# Data extracted from a collection

____

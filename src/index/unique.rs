//! In-memory unique-key index.
//!
//! Used both for a base table's declared unique indexes and for the
//! transaction-local shadow indexes that mirror them (see
//! [`crate::storage::local::index_set`]). Keys are built by concatenating
//! the byte encoding of each indexed column, the same scheme
//! `ColumnValueIndex::value_to_bytes` used on disk, just kept resident
//! instead of being paged through a B-tree file.

use crate::error::{Result, StorageError};
use crate::index::KeyIndex;
use crate::types::{RowId, Value};
use std::collections::BTreeMap;

/// Encode a composite key from the indexed columns of a row.
pub fn encode_key(values: &[&Value]) -> Result<Vec<u8>> {
    let mut buf = Vec::new();
    for value in values {
        encode_value(value, &mut buf)?;
    }
    Ok(buf)
}

fn encode_value(value: &Value, buf: &mut Vec<u8>) -> Result<()> {
    match value {
        Value::Integer(i) => buf.extend_from_slice(&i.to_be_bytes()),
        Value::Float(f) => buf.extend_from_slice(&f.to_be_bytes()),
        Value::Bool(b) => buf.push(if *b { 1 } else { 0 }),
        Value::Text(s) => {
            buf.extend_from_slice(&(s.len() as u32).to_be_bytes());
            buf.extend_from_slice(s.as_bytes());
        }
        Value::Timestamp(ts) => buf.extend_from_slice(&ts.as_micros().to_be_bytes()),
        Value::Null => {
            return Err(StorageError::Constraint(
                "cannot index a NULL value in a unique column".to_string(),
            ))
        }
    }
    Ok(())
}

/// A single-valued, BTreeMap-backed unique index: `key -> row_id`.
pub struct UniqueIndex {
    name: String,
    /// Positions, within a row, of the columns this index is keyed on.
    columns: Vec<usize>,
    is_unique: bool,
    map: BTreeMap<Vec<u8>, RowId>,
}

impl UniqueIndex {
    pub fn new(name: String, columns: Vec<usize>, is_unique: bool) -> Self {
        Self {
            name,
            columns,
            is_unique,
            map: BTreeMap::new(),
        }
    }

    pub fn name(&self) -> &str {
        &self.name
    }

    pub fn columns(&self) -> &[usize] {
        &self.columns
    }

    /// Build this index's key for `row`, selecting the indexed columns.
    pub fn key_for(&self, row: &[Value]) -> Result<Vec<u8>> {
        let values: Vec<&Value> = self.columns.iter().map(|&pos| &row[pos]).collect();
        encode_key(&values)
    }

    /// Row id currently mapped to `key`, if any.
    pub fn get(&self, key: &[u8]) -> Option<RowId> {
        self.map.get(key).copied()
    }

    pub fn contains_key(&self, key: &[u8]) -> bool {
        self.map.contains_key(key)
    }
}

impl KeyIndex for UniqueIndex {
    fn is_unique(&self) -> bool {
        self.is_unique
    }

    fn insert(&mut self, key: Vec<u8>, row_id: RowId) -> Result<bool> {
        if self.is_unique {
            if let Some(&existing) = self.map.get(&key) {
                if existing != row_id {
                    return Ok(false);
                }
            }
        }
        self.map.insert(key, row_id);
        Ok(true)
    }

    fn remove(&mut self, key: &[u8], row_id: RowId) {
        if let Some(&existing) = self.map.get(key) {
            if existing == row_id {
                self.map.remove(key);
            }
        }
    }

    fn scan(&self) -> Vec<(Vec<u8>, RowId)> {
        self.map.iter().map(|(k, v)| (k.clone(), *v)).collect()
    }

    fn len(&self) -> usize {
        self.map.len()
    }
}

#[cfg(test)]
mod tests {
    use super::*;
    use crate::types::Timestamp;

    #[test]
    fn test_insert_and_get() {
        let mut idx = UniqueIndex::new("pk".into(), vec![0], true);
        let key = encode_key(&[&Value::Integer(1)]).unwrap();
        assert!(idx.insert(key.clone(), 100).unwrap());
        assert_eq!(idx.get(&key), Some(100));
    }

    #[test]
    fn test_duplicate_key_rejected() {
        let mut idx = UniqueIndex::new("pk".into(), vec![0], true);
        let key = encode_key(&[&Value::Integer(1)]).unwrap();
        assert!(idx.insert(key.clone(), 100).unwrap());
        assert!(!idx.insert(key.clone(), 200).unwrap());
        assert_eq!(idx.get(&key), Some(100));
    }

    #[test]
    fn test_remove() {
        let mut idx = UniqueIndex::new("pk".into(), vec![0], true);
        let key = encode_key(&[&Value::Integer(1)]).unwrap();
        idx.insert(key.clone(), 100).unwrap();
        idx.remove(&key, 100);
        assert_eq!(idx.get(&key), None);
    }

    #[test]
    fn test_remove_wrong_row_id_is_noop() {
        let mut idx = UniqueIndex::new("pk".into(), vec![0], true);
        let key = encode_key(&[&Value::Integer(1)]).unwrap();
        idx.insert(key.clone(), 100).unwrap();
        idx.remove(&key, 999);
        assert_eq!(idx.get(&key), Some(100));
    }

    #[test]
    fn test_scan() {
        let mut idx = UniqueIndex::new("pk".into(), vec![0], true);
        idx.insert(encode_key(&[&Value::Integer(1)]).unwrap(), 100).unwrap();
        idx.insert(encode_key(&[&Value::Integer(2)]).unwrap(), 101).unwrap();
        assert_eq!(idx.scan().len(), 2);
    }

    #[test]
    fn test_composite_key() {
        let mut idx = UniqueIndex::new("pk".into(), vec![0, 1], true);
        let row = vec![Value::Integer(1), Value::Text("a".into())];
        let key = idx.key_for(&row).unwrap();
        assert!(idx.insert(key, 1).unwrap());
    }

    #[test]
    fn test_null_value_rejected() {
        let err = encode_key(&[&Value::Null]).unwrap_err();
        assert!(matches!(err, StorageError::Constraint(_)));
    }

    #[test]
    fn test_text_and_timestamp_keys_distinct() {
        let a = encode_key(&[&Value::Text("ab".into())]).unwrap();
        let b = encode_key(&[&Value::Timestamp(Timestamp::from_micros(1))]).unwrap();
        assert_ne!(a, b);
    }
}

____

# EXERCISE INSTRUCTIONS
Each of the records above is to be copied exactly.

# SOLUTION FOR THIS EXERCISE
filename src/index/unique.rs
//! In-memory unique-key index.
//!
//! Used both for a base table's declared unique indexes and for the
//! transaction-local shadow indexes that mirror them (see
//! [`crate::storage::local::index_set`]). Keys are built by concatenating
//! the byte encoding of each indexed column, the same scheme
//! `ColumnValueIndex::value_to_bytes` used on disk, just kept resident
//! instead of being paged through a B-tree file.

use crate::error::{Result, StorageError};
use crate::index::KeyIndex;
use crate::types::{RowId, Value};
use std::collections::BTreeMap;

/// Encode a composite key from the indexed columns of a row.
pub fn encode_key(values: &[&Value]) -> Result<Vec<u8>> {
    let mut buf = Vec::new();
    for value in values {
        encode_value(value, &mut buf)?;
    }
    Ok(buf)
}

fn encode_value(value: &Value, buf: &mut Vec<u8>) -> Result<()> {
    match value {
        Value::Integer(i) => buf.extend_from_slice(&i.to_be_bytes()),
        Value::Float(f) => buf.extend_from_slice(&f.to_be_bytes()),
        Value::Bool(b) => buf.push(if *b { 1 } else { 0 }),
        Value::Text(s) => {
            buf.extend_from_slice(&(s.len() as u32).to_be_bytes());
            buf.extend_from_slice(s.as_bytes());
        }
        Value::Timestamp(ts) => buf.extend_from_slice(&ts.as_micros().to_be_bytes()),
        Value::Null => {
            return Err(StorageError::Constraint(
                "cannot index a NULL value in a unique column".to_string(),
            ))
        }
    }
    Ok(())
}

/// A single-valued, BTreeMap-backed unique index: `key -> row_id`.
pub struct UniqueIndex {
    name: String,
    /// Positions, within a row, of the columns this index is keyed on.
    columns: Vec<usize>,
    is_unique: bool,
    map: BTreeMap<Vec<u8>, RowId>,
}

impl UniqueIndex {
    pub fn new(name: String, columns: Vec<usize>, is_unique: bool) -> Self {
        Self {
            name,
            columns,
            is_unique,
            map: BTreeMap::new(),
        }
    }

    pub fn name(&self) -> &str {
        &self.name
    }

    pub fn columns(&self) -> &[usize] {
        &self.columns
    }

    /// Build this index's key for `row`, selecting the indexed columns.
    pub fn key_for(&self, row: &[Value]) -> Result<Vec<u8>> {
        let values: Vec<&Value> = self.columns.iter().map(|&pos| &row[pos]).collect();
        encode_key(&values)
    }

    /// Row id currently mapped to `key`, if any.
    pub fn get(&self, key: &[u8]) -> Option<RowId> {
        self.map.get(key).copied()
    }

    pub fn contains_key(&self, key: &[u8]) -> bool {
        self.map.contains_key(key)
    }
}

impl KeyIndex for UniqueIndex {
    fn is_unique(&self) -> bool {
        self.is_unique
    }

    fn insert(&mut self, key: Vec<u8>, row_id: RowId) -> Result<bool> {
        if self.is_unique {
            if let Some(&existing) = self.map.get(&key) {
                if existing != row_id {
                    return Ok(false);
                }
            }
        }
        self.map.insert(key, row_id);
        Ok(true)
    }

    fn remove(&mut self, key: &[u8], row_id: RowId) {
        if let Some(&existing) = self.map.get(key) {
            if existing == row_id {
                self.map.remove(key);
            }
        }
    }

    fn scan(&self) -> Vec<(Vec<u8>, RowId)> {
        self.map.iter().map(|(k, v)| (k.clone(), *v)).collect()
    }

    fn len(&self) -> usize {
        self.map.len()
    }
}

#[cfg(test)]
mod tests {
    use super::*;
    use crate::types::Timestamp;

    #[test]
    fn test_insert_and_get() {
        let mut idx = UniqueIndex::new("pk".into(), vec![0], true);
        let key = encode_key(&[&Value::Integer(1)]).unwrap();
        assert!(idx.insert(key.clone(), 100).unwrap());
        assert_eq!(idx.get(&key), Some(100));
    }

    #[test]
    fn test_duplicate_key_rejected() {
        let mut idx = UniqueIndex::new("pk".into(), vec![0], true);
        let key = encode_key(&[&Value::Integer(1)]).unwrap();
        assert!(idx.insert(key.clone(), 100).unwrap());
        assert!(!idx.insert(key.clone(), 200).unwrap());
        assert_eq!(idx.get(&key), Some(100));
    }

    #[test]
    fn test_remove() {
        let mut idx = UniqueIndex::new("pk".into(), vec![0], true);
        let key = encode_key(&[&Value::Integer(1)]).unwrap();
        idx.insert(key.clone(), 100).unwrap();
        idx.remove(&key, 100);
        assert_eq!(idx.get(&key), None);
    }

    #[test]
    fn test_remove_wrong_row_id_is_noop() {
        let mut idx = UniqueIndex::new("pk".into(), vec![0], true);
        let key = encode_key(&[&Value::Integer(1)]).unwrap();
        idx.insert(key.clone(), 100).unwrap();
        idx.remove(&key, 999);
        assert_eq!(idx.get(&key), Some(100));
    }

    #[test]
    fn test_scan() {
        let mut idx = UniqueIndex::new("pk".into(), vec![0], true);
        idx.insert(encode_key(&[&Value::Integer(1)]).unwrap(), 100).unwrap();
        idx.insert(encode_key(&[&Value::Integer(2)]).unwrap(), 101).unwrap();
        assert_eq!(idx.scan().len(), 2);
    }

    #[test]
    fn test_composite_key() {
        let mut idx = UniqueIndex::new("pk".into(), vec![0, 1], true);
        let row = vec![Value::Integer(1), Value::Text("a".into())];
        let key = idx.key_for(&row).unwrap();
        assert!(idx.insert(key, 1).unwrap());
    }

    #[test]
    fn test_null_value_rejected() {
        let err = encode_key(&[&Value::Null]).unwrap_err();
        assert!(matches!(err, StorageError::Constraint(_)));
    }

    #[test]
    fn test_text_and_timestamp_keys_distinct() {
        let a = encode_key(&[&Value::Text("ab".into())]).unwrap();
        let b = encode_key(&[&Value::Timestamp(Timestamp::from_micros(1))]).unwrap();
        assert_ne!(a, b);
    }
}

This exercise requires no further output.